Lorsqu’il était au désert, à la fin de son séjour, Jésus a été tenté. Il a vibré au voisinage du mal, il a éprouvé ce que c’est que la connivence avec le péché. Et il en était sorti en proclamant avec une certaine angoisse de l’urgence : convertissez-vous; croyez à la Bonne Nouvelle.

Sur le Thabor, son humanité vibre de nouveau, cette fois-ci au voisinage de la gloire divine. Le temps d’un instant, d’un éclair, il éprouve dans tout son corps la présence de la gloire du Père. Son humanité est tout entière de connivence avec celui qu’il n’a jamais quitté, avec le Père. Mais ici, ce n’est pas Jésus qui délivre un message. C’est le Père : celui-ci est mon Fils bien-aimé, écoutez-le. Ici aussi, il y a urgence. S’il n’y a pas d’angoisse dans l’appel, il y a en tout cas une sorte de supplication : écoutez-le.

Mais, lorsque Jésus descend de la montagne avec ses disciples, il leur confie tout de même un message qui reste un peu mystérieux. Il leur demande de se taire, de ne pas faire état de l’expérience qu’ils viennent de faire, de ne pas partager ces quelques instants privilégiés qu’ils viennent de vivre. Du moins ,jusqu’à sa résurrection. Après l’invitation à se convertir et à croire à la Bonne Nouvelle, après l’invitation à reconnaître et écouter le Fils bien-aimé, voici maintenant l’invitation au silence. Y a-t-il moyen de concilier tout cela ?

Est-ce à un silence vide que Jésus invite les disciples ? Quand il a parlé de la prière, Jésus a demandé qu’on évite les exclamations qui attirent l’attention. Il a voulu, au contraire, qu’on entre dans le secret et le silence de la chambre, là où le Père voit dans le secret. Et quand Jésus lui-même a passé de longues heures en prière, la nuit ou au lever du jour, nous avons tout lieu de penser que c’était aussi dans le silence.

Ne serait-ce pas un des sens possibles de la recommandation de Jésus ? Un tel secret doit d’abord se porter dans le silence de la prière.
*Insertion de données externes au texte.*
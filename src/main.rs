use std::env::VarError;
use std::path::PathBuf;

use anyhow::Context;
use chrono::{Duration, NaiveDate};
use clap::{Parser, Subcommand, ValueEnum};
use tracing::{debug, info};
use tracing_subscriber::EnvFilter;

use procurement_dashboard::{analytics, export, ml, report, risk, DatasetGenerator, GeneratorConfig};

const SEED_ENV: &str = "DASHBOARD_SEED";

#[derive(Parser)]
#[command(name = "procurement-dashboard")]
#[command(about = "Mock procurement analytics data for the vendor dashboard", long_about = None)]
struct Cli {
    /// Seed for reproducible data (falls back to DASHBOARD_SEED, then a fresh seed)
    #[arg(long, global = true)]
    seed: Option<u64>,
    /// Reference date ending the spend history (defaults to today)
    #[arg(long, global = true)]
    as_of: Option<NaiveDate>,
    /// Enable debug logging
    #[arg(short, long, global = true, conflicts_with = "quiet")]
    verbose: bool,
    /// Only log errors
    #[arg(short, long, global = true)]
    quiet: bool,
    #[command(subcommand)]
    command: Commands,
}

#[derive(Clone, Copy, ValueEnum)]
enum ExportFormat {
    Json,
    Csv,
}

#[derive(Subcommand)]
enum Commands {
    /// Export the generated dataset
    Generate {
        #[arg(long, value_enum, default_value_t = ExportFormat::Json)]
        format: ExportFormat,
        /// JSON file, or directory for CSV output
        #[arg(long, default_value = "dataset.json")]
        out: PathBuf,
    },
    /// Search vendors by name or category
    Vendors {
        #[arg(long, default_value = "")]
        filter: String,
        #[arg(long, default_value_t = 10)]
        limit: usize,
    },
    /// List contracts expiring within a window
    Contracts {
        #[arg(long, default_value_t = 90)]
        within_days: i64,
    },
    /// Show the vendor risk matrix
    Risk {
        #[arg(long, default_value_t = 10)]
        limit: usize,
    },
    /// Generate a markdown report
    Report {
        #[arg(long, default_value = "report.md")]
        out: PathBuf,
        #[arg(long, default_value_t = 90)]
        within_days: i64,
    },
    /// Print the model summaries as JSON
    Models,
    /// Check the generated dataset's invariants
    Validate,
}

fn main() -> anyhow::Result<()> {
    let cli = Cli::parse();
    setup_logging(cli.verbose, cli.quiet);

    let seed = match cli.seed {
        Some(seed) => Some(seed),
        None => seed_from_env()?,
    };
    let generator = DatasetGenerator::new(GeneratorConfig {
        seed,
        as_of: cli.as_of,
    })
    .context("failed to prepare dataset generator")?;
    let seed = generator.seed();
    let as_of = generator.as_of();
    info!(seed, %as_of, "generating dataset");
    let (dataset, mut rng) = generator.generate_with_rng();

    match cli.command {
        Commands::Generate { format, out } => match format {
            ExportFormat::Json => {
                export::write_json_file(&dataset, &out)
                    .with_context(|| format!("failed to write {}", out.display()))?;
                println!("Dataset written to {} (seed {seed}).", out.display());
            }
            ExportFormat::Csv => {
                let paths = export::write_csv_dir(&dataset, &out)
                    .with_context(|| format!("failed to write CSV files to {}", out.display()))?;
                for path in paths {
                    println!("Wrote {}.", path.display());
                }
                println!("Seed {seed}.");
            }
        },
        Commands::Vendors { filter, limit } => {
            let vendors = analytics::filter_vendors(&dataset.vendors, &filter);
            debug!(query = %filter, matches = vendors.len(), "filtered vendors");

            if vendors.is_empty() {
                println!("No vendors match \"{filter}\".");
                return Ok(());
            }

            println!("Vendors ({} of {}):", vendors.len().min(limit), vendors.len());
            for vendor in vendors.iter().take(limit) {
                println!(
                    "- {} {} ({}) {} risk, SLA {:.1}%, spend {}, trend {:+.1}%, {}",
                    vendor.id,
                    vendor.name,
                    vendor.category,
                    vendor.risk,
                    vendor.sla,
                    report::format_eur(vendor.spend),
                    vendor.trend,
                    vendor.status
                );
            }
        }
        Commands::Contracts { within_days } => {
            let cutoff = cutoff_date(as_of, within_days);
            let expiring = analytics::expiring_contracts(&dataset.contracts, cutoff);

            if expiring.is_empty() {
                println!("No contracts expire before {cutoff}.");
                return Ok(());
            }

            println!(
                "{} of {} contracts expire before {cutoff}. Total value exposure: {}.",
                expiring.len(),
                dataset.contracts.len(),
                report::format_eur(analytics::exposure(expiring.iter().copied()))
            );
            for contract in expiring.iter() {
                println!(
                    "- {} {} ends {} ({}, notice {} days) {}",
                    contract.id,
                    contract.vendor_name,
                    contract.end_date,
                    contract.renewal_type,
                    contract.notice_period,
                    report::format_eur(contract.value)
                );
            }
        }
        Commands::Risk { limit } => {
            let points = risk::risk_matrix(&dataset.vendors, &mut rng);
            let critical = points.iter().filter(|point| point.is_critical()).count();

            println!("Risk matrix ({critical} critical):");
            for point in points.iter().take(limit) {
                println!(
                    "- {} {} ({} risk) likelihood {:.1}% impact {:.1}{}",
                    point.vendor_id,
                    point.vendor_name,
                    point.risk,
                    point.likelihood,
                    point.impact,
                    if point.is_critical() { " CRITICAL" } else { "" }
                );
            }
        }
        Commands::Report { out, within_days } => {
            let cutoff = cutoff_date(as_of, within_days);
            let markdown = report::build_report(&dataset, as_of, cutoff);
            std::fs::write(&out, markdown)
                .with_context(|| format!("failed to write {}", out.display()))?;
            println!("Report written to {}.", out.display());
        }
        Commands::Models => {
            let summaries = serde_json::to_string_pretty(&ml::model_summaries())?;
            println!("{summaries}");
        }
        Commands::Validate => {
            analytics::validate(&dataset).context("generated dataset failed validation")?;
            println!(
                "Dataset valid: {} vendors, {} months, {} contracts (seed {seed}).",
                dataset.vendors.len(),
                dataset.spend_history.len(),
                dataset.contracts.len()
            );
        }
    }

    Ok(())
}

fn setup_logging(verbose: bool, quiet: bool) {
    let filter = if quiet {
        EnvFilter::new("error")
    } else if verbose {
        EnvFilter::new("debug")
    } else {
        EnvFilter::try_from_default_env().unwrap_or_else(|_| EnvFilter::new("info"))
    };

    tracing_subscriber::fmt()
        .with_env_filter(filter)
        .with_target(false)
        .with_writer(std::io::stderr)
        .init();
}

fn seed_from_env() -> anyhow::Result<Option<u64>> {
    parse_seed(std::env::var(SEED_ENV))
}

fn parse_seed(value: Result<String, VarError>) -> anyhow::Result<Option<u64>> {
    match value {
        Ok(raw) => {
            let seed = raw
                .trim()
                .parse()
                .with_context(|| format!("{SEED_ENV} must be an unsigned integer, got {raw:?}"))?;
            Ok(Some(seed))
        }
        Err(VarError::NotPresent) => Ok(None),
        Err(err @ VarError::NotUnicode(_)) => {
            Err(err).with_context(|| format!("{SEED_ENV} must be valid UTF-8"))
        }
    }
}

fn cutoff_date(as_of: NaiveDate, within_days: i64) -> NaiveDate {
    as_of
        .checked_add_signed(Duration::days(within_days.clamp(0, 36_500)))
        .unwrap_or(NaiveDate::MAX)
}

#[cfg(test)]
mod tests {
    use super::*;

    #[test]
    fn seed_parses_from_env_value() {
        assert_eq!(parse_seed(Ok(" 42 ".to_string())).unwrap(), Some(42));
        assert_eq!(parse_seed(Err(VarError::NotPresent)).unwrap(), None);
    }

    #[test]
    fn rejects_non_numeric_seed() {
        let err = parse_seed(Ok("forty-two".to_string())).unwrap_err();
        assert!(err.to_string().contains(SEED_ENV));
    }

    #[cfg(unix)]
    #[test]
    fn rejects_non_utf8_seed() {
        use std::ffi::OsString;
        use std::os::unix::ffi::OsStringExt;

        let raw = OsString::from_vec(b"12\xff".to_vec());
        let err = parse_seed(Err(VarError::NotUnicode(raw))).unwrap_err();
        assert!(err.to_string().contains("valid UTF-8"));
    }

    #[test]
    fn cutoff_clamps_negative_windows() {
        let as_of = NaiveDate::from_ymd_opt(2026, 2, 1).unwrap();
        assert_eq!(cutoff_date(as_of, -5), as_of);
        assert_eq!(
            cutoff_date(as_of, 90),
            NaiveDate::from_ymd_opt(2026, 5, 2).unwrap()
        );
    }
}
Il a d’abord besoin de longues heures de prière silencieuse pour développer toutes ses richesses, pour pouvoir tout simplement être porté. Un peu comme si Jésus disait : commencez par prier le secret qui vient de vous être partagé, commencez par prier la gloire de Dieu dont vous venez d’être les témoins, commencez par entendre, dans la prière, la voix du Père qui s’est adressée à vous.

Jusqu’à la résurrection d’entre les morts. Jusqu’à ce que votre silence soit visité par la force de l’Esprit Saint, jusqu’à ce que l’Esprit Saint vous rappelle les paroles que je vous ai dites, jusqu’à ce que l’Esprit Saint vous donne de pouvoir porter ce que vous ne pouvez pas encore porter maintenant.

Peut-être qu’il y a aussi quelque chose de cela dans le silence auquel nous sommes davantage invités pendant le Carême. Non pas taire la résurrection du Christ – ce serait taire notre foi – mais la porter davantage comme un secret reçu, la prier davantage dans le silence de la chambre. Porte close, pas comme les disciples au lendemain de Pâques, mais comme celui qui veut que, dans le secret, le Père puisse lui dire à lui aussi : tu es mon fils bien-aimé, en toi j’ai mis toute ma complaisance.

Le Jubilé demande que la terre soit laissée au repos, pendant un an. Le Carême demande aussi que nos paroles laissent un peu place à ce repos que le silence peut procurer. Pourvu qu’il soit habité par le regard du Père et ce qu’il nous a révélé en son Fils transfiguré.